YOUR OBJECTIVE: Copy out all the lines in the records that include the word "length".

*** Opening of RECORDS ***

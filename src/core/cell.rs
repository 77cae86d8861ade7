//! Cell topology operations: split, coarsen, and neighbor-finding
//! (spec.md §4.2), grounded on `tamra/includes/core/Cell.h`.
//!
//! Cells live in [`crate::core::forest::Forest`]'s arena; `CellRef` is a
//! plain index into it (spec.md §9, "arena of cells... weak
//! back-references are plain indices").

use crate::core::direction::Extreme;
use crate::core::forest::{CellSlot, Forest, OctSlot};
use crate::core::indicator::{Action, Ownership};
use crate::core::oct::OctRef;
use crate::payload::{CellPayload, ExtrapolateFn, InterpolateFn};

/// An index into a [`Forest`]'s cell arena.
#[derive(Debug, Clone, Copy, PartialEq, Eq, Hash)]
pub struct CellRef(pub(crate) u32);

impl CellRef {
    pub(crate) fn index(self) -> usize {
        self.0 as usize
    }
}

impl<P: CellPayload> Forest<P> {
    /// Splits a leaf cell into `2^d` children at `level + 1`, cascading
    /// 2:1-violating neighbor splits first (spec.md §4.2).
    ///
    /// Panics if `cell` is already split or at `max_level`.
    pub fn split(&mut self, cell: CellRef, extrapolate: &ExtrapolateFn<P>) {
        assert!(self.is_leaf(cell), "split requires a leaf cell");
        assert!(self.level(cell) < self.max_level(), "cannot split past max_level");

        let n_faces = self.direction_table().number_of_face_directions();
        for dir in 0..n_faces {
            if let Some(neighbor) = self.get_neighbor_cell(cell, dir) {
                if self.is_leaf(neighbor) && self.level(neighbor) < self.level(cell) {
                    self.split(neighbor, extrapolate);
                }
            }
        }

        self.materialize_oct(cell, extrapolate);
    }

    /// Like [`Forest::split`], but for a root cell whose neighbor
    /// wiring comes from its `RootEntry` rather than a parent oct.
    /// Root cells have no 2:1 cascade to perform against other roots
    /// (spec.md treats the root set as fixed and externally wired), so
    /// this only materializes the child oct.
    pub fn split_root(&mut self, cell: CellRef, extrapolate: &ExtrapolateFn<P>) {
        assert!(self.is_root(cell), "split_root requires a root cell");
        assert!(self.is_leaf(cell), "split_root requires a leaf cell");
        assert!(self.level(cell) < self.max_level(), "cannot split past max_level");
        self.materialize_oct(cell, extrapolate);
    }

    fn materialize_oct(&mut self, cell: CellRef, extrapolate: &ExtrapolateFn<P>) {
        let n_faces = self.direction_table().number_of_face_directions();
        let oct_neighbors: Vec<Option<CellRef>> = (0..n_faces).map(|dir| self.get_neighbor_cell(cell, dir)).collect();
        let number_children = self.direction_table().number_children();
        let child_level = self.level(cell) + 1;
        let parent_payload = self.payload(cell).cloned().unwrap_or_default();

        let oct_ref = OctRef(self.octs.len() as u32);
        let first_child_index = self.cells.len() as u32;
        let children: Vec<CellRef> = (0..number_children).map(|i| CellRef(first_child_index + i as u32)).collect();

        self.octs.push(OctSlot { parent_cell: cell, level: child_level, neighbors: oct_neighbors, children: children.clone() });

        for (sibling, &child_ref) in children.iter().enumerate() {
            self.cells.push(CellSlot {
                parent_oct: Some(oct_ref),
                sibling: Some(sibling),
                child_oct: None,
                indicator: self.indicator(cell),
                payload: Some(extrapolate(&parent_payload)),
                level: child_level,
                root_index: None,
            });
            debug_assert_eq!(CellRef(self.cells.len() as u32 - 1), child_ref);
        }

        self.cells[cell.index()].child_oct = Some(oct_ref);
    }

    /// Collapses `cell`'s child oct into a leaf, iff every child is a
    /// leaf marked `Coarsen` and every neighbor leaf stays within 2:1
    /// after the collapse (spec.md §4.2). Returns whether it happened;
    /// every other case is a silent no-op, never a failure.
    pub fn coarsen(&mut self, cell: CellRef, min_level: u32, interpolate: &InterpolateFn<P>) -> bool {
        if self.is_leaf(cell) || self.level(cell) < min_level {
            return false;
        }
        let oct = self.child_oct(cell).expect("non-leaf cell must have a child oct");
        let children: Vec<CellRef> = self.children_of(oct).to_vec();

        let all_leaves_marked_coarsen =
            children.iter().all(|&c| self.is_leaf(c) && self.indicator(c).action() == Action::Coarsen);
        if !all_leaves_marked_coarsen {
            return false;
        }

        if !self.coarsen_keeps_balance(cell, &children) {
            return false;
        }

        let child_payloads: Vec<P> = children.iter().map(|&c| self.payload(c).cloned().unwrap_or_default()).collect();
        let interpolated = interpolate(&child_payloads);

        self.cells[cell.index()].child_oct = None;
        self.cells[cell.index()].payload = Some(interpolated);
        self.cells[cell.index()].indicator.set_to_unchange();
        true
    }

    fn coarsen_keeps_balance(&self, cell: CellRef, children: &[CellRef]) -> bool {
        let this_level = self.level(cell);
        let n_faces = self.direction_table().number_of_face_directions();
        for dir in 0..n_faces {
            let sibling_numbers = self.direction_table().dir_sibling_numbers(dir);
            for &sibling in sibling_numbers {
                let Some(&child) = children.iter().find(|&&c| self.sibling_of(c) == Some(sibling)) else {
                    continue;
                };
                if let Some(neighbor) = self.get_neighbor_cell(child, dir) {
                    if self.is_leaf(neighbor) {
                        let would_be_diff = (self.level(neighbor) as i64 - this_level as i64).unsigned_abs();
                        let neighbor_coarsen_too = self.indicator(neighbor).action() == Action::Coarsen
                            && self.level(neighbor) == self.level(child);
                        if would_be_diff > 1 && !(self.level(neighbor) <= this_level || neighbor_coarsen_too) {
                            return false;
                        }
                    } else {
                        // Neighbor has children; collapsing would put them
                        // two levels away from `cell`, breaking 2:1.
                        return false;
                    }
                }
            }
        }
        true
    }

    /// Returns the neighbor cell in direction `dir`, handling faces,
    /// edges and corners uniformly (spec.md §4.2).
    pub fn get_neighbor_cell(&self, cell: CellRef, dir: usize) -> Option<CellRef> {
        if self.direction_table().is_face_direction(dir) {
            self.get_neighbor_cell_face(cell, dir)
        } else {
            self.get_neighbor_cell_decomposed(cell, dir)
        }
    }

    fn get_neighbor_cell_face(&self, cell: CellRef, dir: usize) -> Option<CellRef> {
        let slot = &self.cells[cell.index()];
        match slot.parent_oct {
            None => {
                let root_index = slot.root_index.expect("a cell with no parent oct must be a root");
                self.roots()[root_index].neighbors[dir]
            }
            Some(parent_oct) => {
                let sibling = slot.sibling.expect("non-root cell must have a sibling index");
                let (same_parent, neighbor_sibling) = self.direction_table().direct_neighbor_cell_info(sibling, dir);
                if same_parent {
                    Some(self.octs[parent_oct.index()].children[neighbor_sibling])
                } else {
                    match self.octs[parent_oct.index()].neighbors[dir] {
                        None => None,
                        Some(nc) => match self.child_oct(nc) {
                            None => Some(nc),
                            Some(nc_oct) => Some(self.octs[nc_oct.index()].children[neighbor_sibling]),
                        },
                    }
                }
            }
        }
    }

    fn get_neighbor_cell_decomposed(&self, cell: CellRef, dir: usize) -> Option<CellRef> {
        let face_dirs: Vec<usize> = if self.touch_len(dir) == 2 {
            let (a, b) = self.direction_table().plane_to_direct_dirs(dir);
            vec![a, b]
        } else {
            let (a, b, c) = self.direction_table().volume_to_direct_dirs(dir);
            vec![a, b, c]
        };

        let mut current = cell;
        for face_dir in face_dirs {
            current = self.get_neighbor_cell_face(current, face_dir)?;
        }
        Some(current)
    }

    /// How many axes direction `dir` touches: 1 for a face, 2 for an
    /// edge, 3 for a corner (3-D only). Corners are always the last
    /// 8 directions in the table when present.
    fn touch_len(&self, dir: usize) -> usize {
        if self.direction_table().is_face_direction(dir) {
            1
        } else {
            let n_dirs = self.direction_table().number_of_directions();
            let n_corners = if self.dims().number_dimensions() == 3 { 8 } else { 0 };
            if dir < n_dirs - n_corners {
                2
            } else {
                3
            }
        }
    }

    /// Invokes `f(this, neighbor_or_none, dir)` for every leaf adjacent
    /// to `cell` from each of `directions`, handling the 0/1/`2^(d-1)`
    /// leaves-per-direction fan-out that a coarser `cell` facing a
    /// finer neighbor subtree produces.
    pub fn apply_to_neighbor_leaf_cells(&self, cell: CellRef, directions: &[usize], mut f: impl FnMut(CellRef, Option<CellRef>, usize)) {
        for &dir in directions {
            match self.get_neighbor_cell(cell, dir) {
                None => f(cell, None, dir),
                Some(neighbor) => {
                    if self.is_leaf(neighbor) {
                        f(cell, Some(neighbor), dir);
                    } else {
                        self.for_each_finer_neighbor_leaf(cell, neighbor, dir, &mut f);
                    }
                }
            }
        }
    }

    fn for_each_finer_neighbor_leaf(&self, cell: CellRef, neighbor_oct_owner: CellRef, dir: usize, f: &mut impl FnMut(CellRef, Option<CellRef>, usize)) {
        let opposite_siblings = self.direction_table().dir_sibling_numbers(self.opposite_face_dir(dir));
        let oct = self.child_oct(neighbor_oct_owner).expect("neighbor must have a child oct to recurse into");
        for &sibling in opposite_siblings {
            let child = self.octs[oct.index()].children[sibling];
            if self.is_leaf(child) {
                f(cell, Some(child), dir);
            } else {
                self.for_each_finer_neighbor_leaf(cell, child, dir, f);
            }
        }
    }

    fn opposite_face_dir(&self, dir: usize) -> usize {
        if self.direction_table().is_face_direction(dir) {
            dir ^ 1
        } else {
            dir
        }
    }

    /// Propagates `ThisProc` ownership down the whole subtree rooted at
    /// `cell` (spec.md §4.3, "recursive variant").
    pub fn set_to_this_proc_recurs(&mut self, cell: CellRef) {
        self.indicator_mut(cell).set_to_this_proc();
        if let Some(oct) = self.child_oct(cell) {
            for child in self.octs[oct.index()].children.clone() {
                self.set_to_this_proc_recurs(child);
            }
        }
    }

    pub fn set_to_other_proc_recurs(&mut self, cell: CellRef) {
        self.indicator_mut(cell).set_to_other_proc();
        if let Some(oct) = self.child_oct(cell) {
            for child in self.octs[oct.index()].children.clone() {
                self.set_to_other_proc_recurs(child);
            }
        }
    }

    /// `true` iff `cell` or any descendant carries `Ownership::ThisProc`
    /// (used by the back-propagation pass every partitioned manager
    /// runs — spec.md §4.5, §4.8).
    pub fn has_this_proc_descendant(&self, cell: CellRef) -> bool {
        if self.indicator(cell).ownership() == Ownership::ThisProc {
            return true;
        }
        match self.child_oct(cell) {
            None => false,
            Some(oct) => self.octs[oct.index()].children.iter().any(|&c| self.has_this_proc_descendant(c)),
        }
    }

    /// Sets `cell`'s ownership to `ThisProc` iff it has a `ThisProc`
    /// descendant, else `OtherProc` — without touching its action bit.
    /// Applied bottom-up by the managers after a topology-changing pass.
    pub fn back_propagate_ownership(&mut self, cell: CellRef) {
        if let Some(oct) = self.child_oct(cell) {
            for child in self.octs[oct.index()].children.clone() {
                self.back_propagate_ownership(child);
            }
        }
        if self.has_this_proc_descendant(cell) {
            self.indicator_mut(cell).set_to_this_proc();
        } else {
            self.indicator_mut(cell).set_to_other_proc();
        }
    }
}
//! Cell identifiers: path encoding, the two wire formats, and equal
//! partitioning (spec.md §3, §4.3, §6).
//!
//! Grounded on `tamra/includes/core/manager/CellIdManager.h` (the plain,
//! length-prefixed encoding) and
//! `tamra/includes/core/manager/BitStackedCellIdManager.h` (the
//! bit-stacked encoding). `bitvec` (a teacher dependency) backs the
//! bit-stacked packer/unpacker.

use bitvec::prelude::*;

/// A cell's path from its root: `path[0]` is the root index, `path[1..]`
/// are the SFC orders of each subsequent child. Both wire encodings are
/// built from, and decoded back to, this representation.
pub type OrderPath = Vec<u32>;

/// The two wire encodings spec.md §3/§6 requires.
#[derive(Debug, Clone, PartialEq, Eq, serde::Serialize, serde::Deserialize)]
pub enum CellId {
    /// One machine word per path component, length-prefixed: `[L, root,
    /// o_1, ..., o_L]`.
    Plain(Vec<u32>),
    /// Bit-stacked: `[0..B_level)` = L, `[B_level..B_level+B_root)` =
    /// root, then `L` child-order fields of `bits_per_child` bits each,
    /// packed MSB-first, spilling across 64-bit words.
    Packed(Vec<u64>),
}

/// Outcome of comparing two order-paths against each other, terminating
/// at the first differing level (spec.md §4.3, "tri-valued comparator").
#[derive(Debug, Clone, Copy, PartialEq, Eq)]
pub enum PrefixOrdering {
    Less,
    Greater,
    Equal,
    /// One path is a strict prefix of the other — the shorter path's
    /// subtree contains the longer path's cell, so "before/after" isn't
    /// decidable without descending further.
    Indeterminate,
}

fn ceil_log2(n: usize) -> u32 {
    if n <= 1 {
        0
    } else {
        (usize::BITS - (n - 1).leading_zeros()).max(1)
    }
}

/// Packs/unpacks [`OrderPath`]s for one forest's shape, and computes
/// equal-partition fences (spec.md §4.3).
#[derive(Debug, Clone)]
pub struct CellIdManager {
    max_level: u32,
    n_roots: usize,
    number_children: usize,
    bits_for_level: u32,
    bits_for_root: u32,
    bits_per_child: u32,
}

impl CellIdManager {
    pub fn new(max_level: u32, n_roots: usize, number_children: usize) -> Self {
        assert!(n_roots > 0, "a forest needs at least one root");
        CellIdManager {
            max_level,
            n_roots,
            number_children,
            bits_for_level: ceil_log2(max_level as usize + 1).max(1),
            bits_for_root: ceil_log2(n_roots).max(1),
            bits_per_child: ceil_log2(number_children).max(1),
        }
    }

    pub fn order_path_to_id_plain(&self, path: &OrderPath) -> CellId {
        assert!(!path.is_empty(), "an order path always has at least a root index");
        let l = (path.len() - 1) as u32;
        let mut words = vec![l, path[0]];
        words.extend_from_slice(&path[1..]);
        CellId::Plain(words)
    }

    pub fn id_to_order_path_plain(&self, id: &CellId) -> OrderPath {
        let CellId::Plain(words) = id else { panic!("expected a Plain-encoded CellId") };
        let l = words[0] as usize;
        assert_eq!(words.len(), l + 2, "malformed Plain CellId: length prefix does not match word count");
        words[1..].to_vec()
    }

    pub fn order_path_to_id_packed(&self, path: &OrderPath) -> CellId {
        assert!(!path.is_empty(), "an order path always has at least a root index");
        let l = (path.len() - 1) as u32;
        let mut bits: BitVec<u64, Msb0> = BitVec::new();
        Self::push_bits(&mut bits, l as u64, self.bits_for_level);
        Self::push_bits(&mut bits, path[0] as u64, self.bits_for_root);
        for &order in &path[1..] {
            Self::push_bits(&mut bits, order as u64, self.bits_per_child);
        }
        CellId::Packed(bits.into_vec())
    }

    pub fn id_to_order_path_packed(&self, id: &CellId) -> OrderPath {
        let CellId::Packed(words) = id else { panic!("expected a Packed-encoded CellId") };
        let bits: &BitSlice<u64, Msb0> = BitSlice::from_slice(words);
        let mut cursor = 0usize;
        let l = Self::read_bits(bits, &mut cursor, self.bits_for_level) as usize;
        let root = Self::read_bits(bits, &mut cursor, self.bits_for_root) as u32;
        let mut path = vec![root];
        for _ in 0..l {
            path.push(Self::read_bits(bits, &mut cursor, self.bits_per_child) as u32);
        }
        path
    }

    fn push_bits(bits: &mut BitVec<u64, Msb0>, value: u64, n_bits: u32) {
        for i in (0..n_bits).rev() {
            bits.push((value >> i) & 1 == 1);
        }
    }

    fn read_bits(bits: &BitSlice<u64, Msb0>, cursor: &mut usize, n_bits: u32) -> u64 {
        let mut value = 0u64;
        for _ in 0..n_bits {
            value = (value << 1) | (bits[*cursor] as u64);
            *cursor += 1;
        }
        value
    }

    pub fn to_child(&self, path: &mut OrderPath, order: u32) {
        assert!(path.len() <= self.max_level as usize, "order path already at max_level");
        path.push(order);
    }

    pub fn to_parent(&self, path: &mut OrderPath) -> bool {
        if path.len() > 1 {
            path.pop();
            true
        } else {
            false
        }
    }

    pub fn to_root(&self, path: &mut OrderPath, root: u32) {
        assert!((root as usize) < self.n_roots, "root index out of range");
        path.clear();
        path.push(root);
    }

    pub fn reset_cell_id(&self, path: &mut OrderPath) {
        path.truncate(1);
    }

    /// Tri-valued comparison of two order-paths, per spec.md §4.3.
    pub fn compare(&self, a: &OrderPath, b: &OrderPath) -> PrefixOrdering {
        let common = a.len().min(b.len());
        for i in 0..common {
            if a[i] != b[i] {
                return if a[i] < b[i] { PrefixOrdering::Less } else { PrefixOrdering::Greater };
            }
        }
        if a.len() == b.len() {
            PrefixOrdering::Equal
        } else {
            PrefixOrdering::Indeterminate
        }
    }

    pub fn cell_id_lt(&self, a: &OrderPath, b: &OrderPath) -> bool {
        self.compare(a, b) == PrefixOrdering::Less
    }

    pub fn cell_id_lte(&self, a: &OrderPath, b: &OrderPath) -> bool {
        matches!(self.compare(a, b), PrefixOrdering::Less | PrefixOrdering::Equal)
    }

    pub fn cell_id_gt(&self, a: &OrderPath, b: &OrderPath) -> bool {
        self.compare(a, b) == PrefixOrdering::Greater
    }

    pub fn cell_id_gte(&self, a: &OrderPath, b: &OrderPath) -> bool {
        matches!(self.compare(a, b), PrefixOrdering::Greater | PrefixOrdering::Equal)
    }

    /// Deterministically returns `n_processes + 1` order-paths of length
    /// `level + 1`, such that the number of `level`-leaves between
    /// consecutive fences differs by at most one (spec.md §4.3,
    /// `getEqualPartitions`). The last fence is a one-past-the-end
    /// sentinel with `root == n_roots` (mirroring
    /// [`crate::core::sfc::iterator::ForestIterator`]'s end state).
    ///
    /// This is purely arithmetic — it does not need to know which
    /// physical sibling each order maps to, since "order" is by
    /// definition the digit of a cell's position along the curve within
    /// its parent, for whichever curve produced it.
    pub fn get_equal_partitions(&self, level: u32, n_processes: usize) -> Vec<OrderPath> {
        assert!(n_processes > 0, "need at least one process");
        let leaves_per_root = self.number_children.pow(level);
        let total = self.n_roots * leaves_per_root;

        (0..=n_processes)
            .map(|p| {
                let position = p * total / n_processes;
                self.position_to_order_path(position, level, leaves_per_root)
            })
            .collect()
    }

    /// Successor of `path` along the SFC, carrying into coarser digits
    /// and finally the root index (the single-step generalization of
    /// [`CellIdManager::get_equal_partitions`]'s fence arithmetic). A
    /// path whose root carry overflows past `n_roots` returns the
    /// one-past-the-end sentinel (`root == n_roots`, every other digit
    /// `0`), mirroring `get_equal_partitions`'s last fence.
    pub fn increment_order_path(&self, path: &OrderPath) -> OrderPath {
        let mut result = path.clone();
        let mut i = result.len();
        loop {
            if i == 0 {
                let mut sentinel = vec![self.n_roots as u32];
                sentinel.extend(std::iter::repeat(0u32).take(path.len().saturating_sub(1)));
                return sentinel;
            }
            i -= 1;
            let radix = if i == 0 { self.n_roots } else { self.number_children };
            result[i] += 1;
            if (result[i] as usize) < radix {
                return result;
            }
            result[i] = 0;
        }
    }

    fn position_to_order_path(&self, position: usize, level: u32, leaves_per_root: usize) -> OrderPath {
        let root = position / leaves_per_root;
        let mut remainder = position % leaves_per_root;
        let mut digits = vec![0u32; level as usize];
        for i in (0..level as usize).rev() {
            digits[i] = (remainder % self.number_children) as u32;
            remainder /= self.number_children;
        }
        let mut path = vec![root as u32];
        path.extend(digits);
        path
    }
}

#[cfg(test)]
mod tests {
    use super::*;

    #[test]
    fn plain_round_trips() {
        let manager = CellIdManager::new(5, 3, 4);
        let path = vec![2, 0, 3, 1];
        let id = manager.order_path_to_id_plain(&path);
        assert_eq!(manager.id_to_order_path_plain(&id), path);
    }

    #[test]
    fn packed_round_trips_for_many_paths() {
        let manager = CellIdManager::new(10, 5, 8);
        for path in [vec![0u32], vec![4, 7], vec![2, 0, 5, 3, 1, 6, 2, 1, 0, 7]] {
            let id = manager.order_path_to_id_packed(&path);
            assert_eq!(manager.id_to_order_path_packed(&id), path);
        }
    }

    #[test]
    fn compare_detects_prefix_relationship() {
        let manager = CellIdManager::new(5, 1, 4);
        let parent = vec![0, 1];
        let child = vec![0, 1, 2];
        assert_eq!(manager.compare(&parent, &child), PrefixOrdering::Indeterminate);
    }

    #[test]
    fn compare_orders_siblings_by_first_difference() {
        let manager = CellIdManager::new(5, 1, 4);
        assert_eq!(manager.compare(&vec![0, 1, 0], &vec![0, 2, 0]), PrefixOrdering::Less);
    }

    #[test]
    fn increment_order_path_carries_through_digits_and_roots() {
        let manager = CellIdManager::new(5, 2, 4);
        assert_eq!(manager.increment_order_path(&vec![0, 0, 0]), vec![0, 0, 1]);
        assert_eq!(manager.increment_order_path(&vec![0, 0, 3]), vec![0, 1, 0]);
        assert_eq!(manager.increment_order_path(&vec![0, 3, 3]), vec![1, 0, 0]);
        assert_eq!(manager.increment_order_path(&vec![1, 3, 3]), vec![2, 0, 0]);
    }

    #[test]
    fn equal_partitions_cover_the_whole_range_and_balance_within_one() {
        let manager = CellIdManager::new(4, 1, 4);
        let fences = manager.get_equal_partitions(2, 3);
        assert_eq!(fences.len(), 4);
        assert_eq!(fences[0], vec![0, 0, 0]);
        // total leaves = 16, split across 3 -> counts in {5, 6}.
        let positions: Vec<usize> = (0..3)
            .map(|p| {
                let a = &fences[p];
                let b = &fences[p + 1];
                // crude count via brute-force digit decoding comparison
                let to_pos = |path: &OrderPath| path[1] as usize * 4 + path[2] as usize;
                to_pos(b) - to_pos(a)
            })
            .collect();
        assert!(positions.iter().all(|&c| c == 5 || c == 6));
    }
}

*** Close of RECORDS ***

RESULT FOR THIS EXERCISE:
//! length-prefixed encoding) and
    /// One machine word per path component, length-prefixed: `[L, root,
        assert_eq!(words.len(), l + 2, "malformed Plain CellId: length prefix does not match word count");
    /// Deterministically returns `n_processes + 1` order-paths of length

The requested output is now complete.